Organizational standards.

Category Standard
Documentation and records
 QMS systemic documentation 1. The institution has put in place a QMS systemic documentation in line with national requirements, i.e.
 (a) quality book including:
  • QMS scope (e.g. radiotherapy),
  • quality policy,
  • quality plan(s),
  • quality objectives,
  • tools to measure achievement of objectives,
  • process map (description of basic and support processes being executed and relationships between them),
  • procedures, instructions and other systemic documents or references thereto;
 (b) general procedures including:
  • supervision over documentation,
  • supervision over records,
  • internal audits,
  • procedure for non-conformities,
  • corrective and preventive actions,
  • code of diagnostic, interventional or therapeutic procedure, applicable to a given organizational unit, developed in compliance with legal requirements,
 (c) handling instructions and user manuals of radiological equipment,
 (d) information concerning testing methods for internal controls of physical parameters of radiological equipment and accessory devices,
 (e) information concerning results of tests of internal controls of physical parameters of radiological equipment and accessory devices, and acceptance tests,
 (f) information concerning personnel qualifications and training,
 (g) description of methodology used for internal clinical audits,
 (h) information concerning results of internal clinical audits and any corrective or preventive measures,
 (i) information concerning interim reviews of quality management system,
 (j) standards for describing examination results and procedures applicable to the results and other documentation,
2. The institution shall develop and document individual record templates (forms, schedules, plans).

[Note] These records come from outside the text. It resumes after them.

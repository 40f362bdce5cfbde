//! Name matching against occupants.
//!
//! An entity matches if its lower-cased name occurs anywhere in the
//! (already lower-cased) text. The first match in iteration order wins;
//! there is no further disambiguation.

use delve_storage::{CharacterInstanceView, MonsterInstanceView, ObjectInstanceView};

/// Something that can be referred to by name.
pub trait Named {
    /// Returns the display name.
    fn name(&self) -> &str;
}

impl Named for CharacterInstanceView {
    fn name(&self) -> &str {
        &self.name
    }
}

impl Named for MonsterInstanceView {
    fn name(&self) -> &str {
        &self.name
    }
}

impl Named for ObjectInstanceView {
    fn name(&self) -> &str {
        &self.name
    }
}

/// Returns the first candidate whose name occurs in `text`.
///
/// `text` must already be lower-case. Candidates with blank names never
/// match.
pub fn find_named<'a, T, I>(text: &str, candidates: I) -> Option<&'a T>
where
    T: Named + 'a,
    I: IntoIterator<Item = &'a T>,
{
    candidates.into_iter().find(|candidate| {
        let name = candidate.name().trim().to_lowercase();
        !name.is_empty() && text.contains(&name)
    })
}
//! The core gameplay scenarios, played on the sample dungeon.

use delve_engine::EngineConfig;
use delve_foundation::{ErrorKind, RecordType};
use delve_runtime::Session;
use delve_storage::{
    Action, ActionObject, AttackTarget, Command, Lock, MonsterInstanceFilter, MonsterInstanceView,
    ObjectInstanceView, ViewRepository,
};

fn session() -> Session {
    Session::sample(EngineConfig::default()).unwrap()
}

fn monster_named(session: &Session, name: &str) -> MonsterInstanceView {
    let mut tx = session.store().begin().unwrap();
    ViewRepository::<MonsterInstanceView>::get_views(
        &mut tx,
        &MonsterInstanceFilter {
            dungeon_instance_id: Some(session.dungeon_instance_id()),
            ..MonsterInstanceFilter::default()
        },
        Lock::None,
    )
    .unwrap()
    .into_iter()
    .find(|m| m.name == name)
    .unwrap()
}

#[test]
fn move_north_then_attack_the_goblin() {
    let session = session();
    let entrance = session.location().unwrap();
    let guard_room = entrance.neighbor(delve_foundation::Direction::North).unwrap();

    let records = session.process("move north").unwrap();
    assert_eq!(records.action.command.target_location(), Some(guard_room));
    assert_eq!(records.action.location_instance_id, guard_room);
    assert_eq!(records.current_location.monsters[0].name, "Goblin");
    assert_eq!(session.location().unwrap().id(), guard_room);

    let goblin = monster_named(&session, "Goblin");
    let records = session.process("attack goblin").unwrap();
    assert_eq!(
        records.action.command,
        Command::Attack {
            target: AttackTarget::Monster(goblin.id),
            weapon: None,
        }
    );
    assert_eq!(records.action.location_instance_id, guard_room);
}

#[test]
fn dropping_an_equipped_sword() {
    let session = session();
    let here = session.location().unwrap().id();
    session.process("equip rusty sword").unwrap();

    let records = session.process("drop rusty sword").unwrap();
    let mut tx = session.store().begin().unwrap();
    let sword = ViewRepository::<ObjectInstanceView>::get_view(
        &mut tx,
        records.action.command.dropped_object().unwrap(),
        Lock::None,
    )
    .unwrap();
    assert_eq!(sword.holder(), None);
    assert_eq!(sword.location_instance_id, Some(here));
    assert!(!sword.is_stashed && !sword.is_equipped);

    let tables = session.store().snapshot().unwrap();
    let dropped: Vec<_> = tables
        .table::<ActionObject>()
        .iter()
        .filter(|row| row.action_id == records.action.id && row.record_type == RecordType::Dropped)
        .collect();
    assert_eq!(dropped.len(), 1);
    assert_eq!(dropped[0].name, "Rusty Sword");
}

#[test]
fn unknown_sentence_leaves_no_action() {
    let session = session();
    let err = session.process("xyzzy").unwrap_err();
    assert!(matches!(err.kind, ErrorKind::UnknownCommand(_)));

    let tables = session.store().snapshot().unwrap();
    assert!(tables.table::<Action>().is_empty());
    assert!(tables.table::<ActionObject>().is_empty());
}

3. All systemic documents shall be up-dated, authorized and archived according to QMS requirements and national laws.
4. Out-of-date documents and records shall be withdrawn and destroyed.
5. Archival copies shall be held exclusively by Representative for QMS in Radiotherapy.
6. Systemic documentation shall be systematically reviewed, updated and improved (at least once a year).
7. Documentation updates shall be authorized, dated and numbered.
8. The institution shall hold annual management review schedules – management meetings.
9. Input data for management reviews include:
 • audit results,
 • patient satisfaction survey analyses,
 • process functioning and treatment effectiveness,
 • event and non-conformity reports,
 • corrective and preventive action status,
 • results of follow-up measures,
 • comments, conclusions, points for improvement.